Farhadi knows how to tell a story. With intensity in his patience and eye for detail, he builds thrilling plot out of ordinary circumstances, and enriches it with thought provoking ideas. Like always, he yet again manages to draw remarkable performances from his cast. About Elly and A Seperation are two more films I would recommend from his filmography.
The Salesman covers a lot of social commentary over the course of 2 hours in an incredibly focused way–the most devastating of said commentaries being the role of women in the Middle East. The idea of revenge isn't glamorous here, as so many films make it out to be. It's a tragic mess that only serves to leave those who seek it in worse condition than ever intended. Superb acting and directing.
It's five stars, because the writing and the directing is superb. There are details as the one about the money which are priceless and the work of a genius. Maybe not for everybody but for me it is the perfect combination of words and images, into a universal sharing of ideas and feelings which goes quite beyond the idea of Iran or of a different society. It's a perfect tapestry. The best reason to go to the cinema.
Wow. What a film!! I have read some reviews calling this film "minor" Farhadi, which only excites me to see the rest of his filmography. If The Salesman is minor, being such a well-crafted drama, then I can only imagine what A Separation must be like. Looking forward to it. Been a while since a film has left me this floored (excluding Logan).
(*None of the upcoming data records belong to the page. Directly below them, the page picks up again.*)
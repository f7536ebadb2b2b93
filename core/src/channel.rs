//! The one-shot bridge between a spawned exchange and its caller.
//!
//! # Design
//! `Promise` is the write side and is consumed by [`Promise::fulfil`], so a
//! second write does not type-check. `ResponseFuture` is the read side and
//! can be awaited from async code or waited on from a plain thread. If the
//! loop drops the task before it writes, the read side yields
//! `FetchError::LoopClosed` instead of hanging.

use std::future::Future;
use std::pin::Pin;
use std::task::{Context, Poll};

use tokio::sync::oneshot;

use crate::error::FetchError;
use crate::types::Response;

type Outcome = Result<Response, FetchError>;

/// Create a connected write/read pair.
pub(crate) fn promise() -> (Promise, ResponseFuture) {
    let (tx, rx) = oneshot::channel();
    (Promise { tx }, ResponseFuture { rx })
}

pub(crate) struct Promise {
    tx: oneshot::Sender<Outcome>,
}

impl Promise {
    pub(crate) fn fulfil(self, outcome: Outcome) {
        if self.tx.send(outcome).is_err() {
            tracing::trace!("response handle dropped before the exchange finished");
        }
    }
}

/// Handle to the eventual outcome of a [`fetch`](crate::fetch).
///
/// Await it from async code, or call [`wait`](ResponseFuture::wait) from a
/// thread that is not driving a runtime.
#[must_use = "the response is only observed through this handle"]
#[derive(Debug)]
pub struct ResponseFuture {
    rx: oneshot::Receiver<Outcome>,
}

impl ResponseFuture {
    /// Block the current thread until the exchange finishes.
    ///
    /// # Panics
    /// Panics if called from within an asynchronous execution context; use
    /// `.await` there instead.
    pub fn wait(self) -> Outcome {
        self.rx.blocking_recv().unwrap_or(Err(FetchError::LoopClosed))
    }
}

impl Future for ResponseFuture {
    type Output = Outcome;

    fn poll(mut self: Pin<&mut Self>, cx: &mut Context<'_>) -> Poll<Self::Output> {
        Pin::new(&mut self.rx)
            .poll(cx)
            .map(|received| received.unwrap_or(Err(FetchError::LoopClosed)))
    }
}
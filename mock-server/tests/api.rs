use axum::http::{header, Request, StatusCode};
use http_body_util::BodyExt;
use mock_server::{app, CHUNKS, INDEX, LICENSE};
use tower::ServiceExt;

async fn body_bytes(response: axum::response::Response) -> bytes::Bytes {
    response.into_body().collect().await.unwrap().to_bytes()
}

fn get(uri: &str) -> Request<String> {
    Request::builder().uri(uri).body(String::new()).unwrap()
}

#[tokio::test]
async fn index_is_plain_text() {
    let resp = app().oneshot(get("/")).await.unwrap();
    assert_eq!(resp.status(), StatusCode::OK);
    assert_eq!(body_bytes(resp).await, INDEX.as_bytes());
}

#[tokio::test]
async fn license_has_known_length() {
    let resp = app().oneshot(get("/LICENSE_1_0.txt")).await.unwrap();
    assert_eq!(resp.status(), StatusCode::OK);
    assert_eq!(resp.headers()[header::CONTENT_TYPE], "text/plain");
    let body = body_bytes(resp).await;
    assert_eq!(body.len(), 1338);
    assert_eq!(body, LICENSE.as_bytes());
}

#[tokio::test]
async fn chunked_streams_every_piece() {
    let resp = app().oneshot(get("/chunked")).await.unwrap();
    assert_eq!(resp.status(), StatusCode::OK);
    // Streamed bodies carry no length, so hyper frames them as chunked.
    assert!(resp.headers().get(header::CONTENT_LENGTH).is_none());
    assert_eq!(body_bytes(resp).await, CHUNKS.concat().as_bytes());
}

#[tokio::test]
async fn empty_is_ok_without_body() {
    let resp = app().oneshot(get("/empty")).await.unwrap();
    assert_eq!(resp.status(), StatusCode::OK);
    assert!(body_bytes(resp).await.is_empty());
}

#[tokio::test]
async fn moved_redirects_to_index() {
    let resp = app().oneshot(get("/moved")).await.unwrap();
    assert_eq!(resp.status(), StatusCode::MOVED_PERMANENTLY);
    assert_eq!(resp.headers()[header::LOCATION], "/");
}

#[tokio::test]
async fn unknown_paths_are_404() {
    let resp = app().oneshot(get("/nope")).await.unwrap();
    assert_eq!(resp.status(), StatusCode::NOT_FOUND);
    assert_eq!(body_bytes(resp).await, "no such resource");
}

#[tokio::test(start_paused = true)]
async fn slow_answers_after_its_delay() {
    let started = tokio::time::Instant::now();
    let resp = app().oneshot(get("/slow")).await.unwrap();
    assert_eq!(resp.status(), StatusCode::OK);
    assert!(started.elapsed() >= mock_server::SLOW_DELAY);
}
It's probably a little too tidy but Farhadi's second Oscar-winning film is a shrewd, icy revenge tale that expertly weaves the echos of Death of a Salesman into its narrative in the most unexpected ways. Engrossing and disturbing in equal amounts, that doesn't spare even the audience from feelings of complicity.
Quelle part de la vérité détenons-nous ? Plus qu'un film moral ou édifiant, Le client, comme toujours dans le cinéma de Farhadi, entremêle à nouveau tous les thèmes du cinéaste : le couple, l'indicible et la pesanteur de la société iranienne, pour montrer combien nos relations sont complexes. Sa force est de toujours nous laisser nous, spectateurs, dans le doute, nous montrant que nous ne pouvons rien trancher.
Farhadi makes an exquisite dissection of the Iranian society. Even the smaller, as though occasionally inserted scenes, the minor characters left somehow in the periphery of the storyline, give us precious insights into mentality, manners, and issues of the Iranian people. Step by step the puzzle is put altogether. 'How does a man becomes a cow?' 'Gradually'.